In supply teaching, you never know what lessons you will be teaching – some you're happier to see on your timetable than others

The secret supply teacher, supply teachers, secondary

In supply teaching, you never know what lessons you will be teaching – some you're happier to see on your timetable than others

When the 7.30am call comes and I say yes to a day of "general supply", I’m rolling the dice. I never know if I’ll be teaching quadratic equations, the rise of fascism in 1930s Europe, or how to set a blancmange. One of the things I like about supply is getting to "have a go" at all the other subjects. It feels like a missed opportunity that schools don’t get their staff to spend more time in each other’s lessons. Most teachers will probably go their whole career without seeing a lesson taught outside their own faculty.

And I can tell you from bitter experience, aside from the obvious differences with the content, that not all lessons are equal. Here then, is why supply teachers look forward to some lessons more than others.

The worst lessons


I’m sure part of the problem here is that I’m not a maths specialist. Like too many people, when I learned maths at school it not only baffled but really irritated me. Why the hell did I need to know that the square of the hypotenuse was equal to the sum of the square on the other two sides?

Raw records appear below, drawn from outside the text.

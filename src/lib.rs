//! pb-pool renders several progress indicators as one stable block of lines,
//! redrawn in place by a background thread.
//!
//! # Quick Start
//!
//! ```rust
//! use pb_pool::{Pool, ProgressBar};
//! use std::sync::Arc;
//! use std::thread;
//!
//! # fn main() -> Result<(), pb_pool::Error> {
//! let bars: Vec<_> = (0..3).map(|_| Arc::new(ProgressBar::new(200))).collect();
//! let pool = Pool::start_with(bars.iter().cloned())?;
//!
//! let handles: Vec<_> = bars
//!     .iter()
//!     .cloned()
//!     .map(|bar| {
//!         thread::spawn(move || {
//!             for _ in 0..200 {
//!                 bar.inc();
//!             }
//!             bar.finish();
//!         })
//!     })
//!     .collect();
//! for handle in handles {
//!     handle.join().unwrap();
//! }
//!
//! // Returns once the final frame has been written.
//! pool.stop()?;
//! # Ok(())
//! # }
//! ```
//!
//! # Module Organization
//!
//! - [`pool`] - The [`Pool`] orchestrator, its builder, configuration and frames
//! - [`indicator`] - The [`Indicator`] contract and the bundled [`ProgressBar`]
//! - [`error`] - Centralized error handling with the `Error` enum

pub mod error;
pub mod indicator;
pub mod pool;

pub use error::{Error, Result};
pub use indicator::{BarStyle, Indicator, ProgressBar, Units};
pub use pool::{Frame, Pool, PoolBuilder, PoolConfig};
//! Three bars filled from three threads, redrawn in place by one pool.

use color_eyre::Result;
use pb_pool::{BarStyle, PoolBuilder, ProgressBar};
use rand::Rng;
use std::sync::Arc;
use std::thread;
use std::time::Duration;
use tracing_subscriber::EnvFilter;

fn main() -> Result<()> {
    color_eyre::install()?;
    tracing_subscriber::fmt()
        .with_env_filter(EnvFilter::from_default_env())
        .with_writer(std::io::stderr)
        .init();

    let bars: Vec<_> = ["first ", "second", "third "]
        .into_iter()
        .map(|name| {
            Arc::new(
                ProgressBar::new(200)
                    .with_prefix(format!("{name} "))
                    .with_style(BarStyle::default().width(30)),
            )
        })
        .collect();

    let pool = PoolBuilder::new()
        .refresh_rate(Duration::from_millis(100))
        .indicators(bars.iter().cloned())
        .start()?;

    let workers: Vec<_> = bars
        .iter()
        .cloned()
        .map(|bar| {
            thread::spawn(move || {
                let mut rng = rand::rng();
                for _ in 0..200 {
                    bar.inc();
                    thread::sleep(Duration::from_millis(rng.random_range(0..100)));
                }
                bar.finish();
            })
        })
        .collect();

    for worker in workers {
        if worker.join().is_err() {
            eprintln!("a worker thread panicked");
        }
    }

    pool.stop()?;
    Ok(())
}
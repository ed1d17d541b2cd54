//! Pool module containing the render orchestrator, its builder and configuration.
//!
//! A [`Pool`] owns an append-only list of indicators and a background thread
//! that redraws all of them as one block of lines every refresh cycle. Each
//! frame after the first starts with a cursor-up sequence sized to the
//! previous frame, so the block is overwritten in place.
//!
//! # Overview
//!
//! - `pool` - The Pool itself: registration, render worker and shutdown
//! - `builder` - PoolBuilder for flexible configuration using the builder pattern
//! - `config` - Configuration structure and defaults
//! - `frame` - Frame construction and cursor control
//!
//! # Examples
//!
//! ## Start and stop
//!
//! ```rust
//! use pb_pool::{Pool, ProgressBar};
//! use std::sync::Arc;
//!
//! # fn main() -> Result<(), pb_pool::Error> {
//! let first = Arc::new(ProgressBar::new(10));
//! let second = Arc::new(ProgressBar::new(10));
//! let pool = Pool::new([Arc::clone(&first), Arc::clone(&second)]);
//! pool.start()?;
//!
//! first.set(10);
//! first.finish();
//! second.set(10);
//! second.finish();
//!
//! pool.stop()?;
//! # Ok(())
//! # }
//! ```

pub mod builder;
pub mod config;
pub mod frame;
#[allow(clippy::module_inception)]
pub mod pool;
pub(crate) mod signal;

pub use builder::PoolBuilder;
pub use config::{Output, PoolConfig};
pub use frame::{cursor_up, Frame};
pub use pool::Pool;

Maths always felt like someone talking to me in a language that I not only didn’t understand, but that I suspected wasn’t even a language at all, just a bunch of random symbols someone had made up for a joke. If the students in a maths cover can’t do the work, there’s very little scope for trying to battle through it. The fallback empathy writing task, along the lines of "imagine you’re an escaped slave/Jane Eyre/living in an earthquake zone etc" isn’t much use here either. "Write a diary entry for a day in the life of a negative integer" is a tough sell.

PE or dance

Thankfully I haven’t had to do these too often, because boy, are they hard work. I had an hour of PE with a Year 2 class once and it nearly killed me. It isn’t a question of poor behaviour, it’s more that some kids just really embrace the opportunity for untrammelled physical activity.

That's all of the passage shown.